> **Assigned task**:
Your answer should consist of each line from the data below that contains "Regex".
Segment Start: Task inputs
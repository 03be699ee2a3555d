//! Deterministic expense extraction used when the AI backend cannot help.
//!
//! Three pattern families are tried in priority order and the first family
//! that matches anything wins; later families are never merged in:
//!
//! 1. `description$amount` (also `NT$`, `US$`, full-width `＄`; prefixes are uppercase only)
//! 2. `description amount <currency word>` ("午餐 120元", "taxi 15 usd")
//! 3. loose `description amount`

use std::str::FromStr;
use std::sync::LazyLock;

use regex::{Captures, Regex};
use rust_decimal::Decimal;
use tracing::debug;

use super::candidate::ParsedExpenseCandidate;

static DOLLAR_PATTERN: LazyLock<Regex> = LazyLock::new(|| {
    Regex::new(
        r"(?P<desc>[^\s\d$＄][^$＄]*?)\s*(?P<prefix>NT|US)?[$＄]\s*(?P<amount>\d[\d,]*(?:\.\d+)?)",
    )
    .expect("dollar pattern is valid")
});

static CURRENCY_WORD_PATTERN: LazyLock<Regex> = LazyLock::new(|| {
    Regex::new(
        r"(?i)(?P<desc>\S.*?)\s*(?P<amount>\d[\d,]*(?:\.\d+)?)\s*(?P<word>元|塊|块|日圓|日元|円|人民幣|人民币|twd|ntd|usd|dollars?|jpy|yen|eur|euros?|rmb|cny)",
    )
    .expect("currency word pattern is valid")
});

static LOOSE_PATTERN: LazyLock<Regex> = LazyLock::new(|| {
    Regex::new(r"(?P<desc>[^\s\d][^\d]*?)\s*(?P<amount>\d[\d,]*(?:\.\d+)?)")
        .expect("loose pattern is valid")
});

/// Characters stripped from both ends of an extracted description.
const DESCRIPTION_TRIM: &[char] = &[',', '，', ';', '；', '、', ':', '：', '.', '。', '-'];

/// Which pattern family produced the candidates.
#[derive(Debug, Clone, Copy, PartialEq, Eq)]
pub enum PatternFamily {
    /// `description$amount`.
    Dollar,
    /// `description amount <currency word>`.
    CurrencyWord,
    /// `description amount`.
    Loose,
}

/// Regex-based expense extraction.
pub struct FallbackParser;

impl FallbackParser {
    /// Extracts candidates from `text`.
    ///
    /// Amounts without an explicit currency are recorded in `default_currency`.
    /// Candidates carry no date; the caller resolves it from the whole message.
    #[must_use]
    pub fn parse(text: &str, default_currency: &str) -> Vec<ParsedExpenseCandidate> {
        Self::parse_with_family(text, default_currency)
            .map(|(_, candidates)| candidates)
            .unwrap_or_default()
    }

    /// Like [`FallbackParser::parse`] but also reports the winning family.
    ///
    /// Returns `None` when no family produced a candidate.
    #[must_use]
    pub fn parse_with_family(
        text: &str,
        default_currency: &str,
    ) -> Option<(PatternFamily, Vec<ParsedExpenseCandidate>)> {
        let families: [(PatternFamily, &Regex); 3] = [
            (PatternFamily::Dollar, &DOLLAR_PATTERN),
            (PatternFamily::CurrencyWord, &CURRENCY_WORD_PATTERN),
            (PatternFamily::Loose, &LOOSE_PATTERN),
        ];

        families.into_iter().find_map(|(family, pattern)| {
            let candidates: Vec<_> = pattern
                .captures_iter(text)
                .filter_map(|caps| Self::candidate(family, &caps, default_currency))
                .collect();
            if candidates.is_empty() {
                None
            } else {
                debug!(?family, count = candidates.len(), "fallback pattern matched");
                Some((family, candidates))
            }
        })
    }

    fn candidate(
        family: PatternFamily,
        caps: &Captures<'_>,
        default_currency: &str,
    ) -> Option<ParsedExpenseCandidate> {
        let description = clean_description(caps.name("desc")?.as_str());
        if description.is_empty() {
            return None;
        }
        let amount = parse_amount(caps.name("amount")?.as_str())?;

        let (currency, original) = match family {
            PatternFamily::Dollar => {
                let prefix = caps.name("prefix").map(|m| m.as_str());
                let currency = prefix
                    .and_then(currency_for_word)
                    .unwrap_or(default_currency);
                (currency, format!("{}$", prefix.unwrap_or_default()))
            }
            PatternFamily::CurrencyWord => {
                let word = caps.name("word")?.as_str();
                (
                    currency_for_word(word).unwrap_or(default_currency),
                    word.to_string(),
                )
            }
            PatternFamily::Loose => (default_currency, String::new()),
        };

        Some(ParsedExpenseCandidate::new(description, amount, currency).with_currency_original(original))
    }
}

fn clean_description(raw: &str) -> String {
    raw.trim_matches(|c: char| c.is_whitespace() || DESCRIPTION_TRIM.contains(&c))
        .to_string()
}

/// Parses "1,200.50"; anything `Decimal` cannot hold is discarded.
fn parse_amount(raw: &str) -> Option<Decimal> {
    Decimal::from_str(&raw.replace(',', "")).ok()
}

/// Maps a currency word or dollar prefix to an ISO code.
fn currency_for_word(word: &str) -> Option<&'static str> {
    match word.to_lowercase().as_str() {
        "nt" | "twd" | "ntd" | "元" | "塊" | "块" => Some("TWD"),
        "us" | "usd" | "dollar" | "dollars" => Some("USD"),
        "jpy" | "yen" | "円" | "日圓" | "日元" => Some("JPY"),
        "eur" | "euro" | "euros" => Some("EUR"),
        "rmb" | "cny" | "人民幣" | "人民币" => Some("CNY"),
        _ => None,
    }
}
Segment End: Task inputs
Segment Start: Task inputs
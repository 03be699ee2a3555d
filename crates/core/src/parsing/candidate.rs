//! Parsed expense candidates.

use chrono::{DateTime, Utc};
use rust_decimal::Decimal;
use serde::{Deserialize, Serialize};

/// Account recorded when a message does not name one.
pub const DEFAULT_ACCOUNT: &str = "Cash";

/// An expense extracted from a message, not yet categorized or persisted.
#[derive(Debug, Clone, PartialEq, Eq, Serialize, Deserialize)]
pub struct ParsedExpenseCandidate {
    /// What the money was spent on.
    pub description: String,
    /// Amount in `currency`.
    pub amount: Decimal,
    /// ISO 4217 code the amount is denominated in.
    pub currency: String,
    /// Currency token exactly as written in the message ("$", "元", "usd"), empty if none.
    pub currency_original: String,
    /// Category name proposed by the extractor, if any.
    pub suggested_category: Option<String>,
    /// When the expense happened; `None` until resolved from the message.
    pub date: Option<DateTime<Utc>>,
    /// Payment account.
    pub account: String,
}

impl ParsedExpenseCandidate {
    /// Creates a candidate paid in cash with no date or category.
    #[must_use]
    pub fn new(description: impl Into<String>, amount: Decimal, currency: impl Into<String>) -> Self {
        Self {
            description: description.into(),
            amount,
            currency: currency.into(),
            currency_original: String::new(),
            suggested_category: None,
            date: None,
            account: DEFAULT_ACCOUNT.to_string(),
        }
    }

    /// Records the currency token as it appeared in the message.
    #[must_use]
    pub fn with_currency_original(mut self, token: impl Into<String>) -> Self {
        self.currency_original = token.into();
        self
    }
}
Segment End: Task inputs
> **Result**:
use regex::{Captures, Regex};
static DOLLAR_PATTERN: LazyLock<Regex> = LazyLock::new(|| {
    Regex::new(
static CURRENCY_WORD_PATTERN: LazyLock<Regex> = LazyLock::new(|| {
    Regex::new(
static LOOSE_PATTERN: LazyLock<Regex> = LazyLock::new(|| {
    Regex::new(r"(?P<desc>[^\s\d][^\d]*?)\s*(?P<amount>\d[\d,]*(?:\.\d+)?)")
/// Regex-based expense extraction.
        let families: [(PatternFamily, &Regex); 3] = [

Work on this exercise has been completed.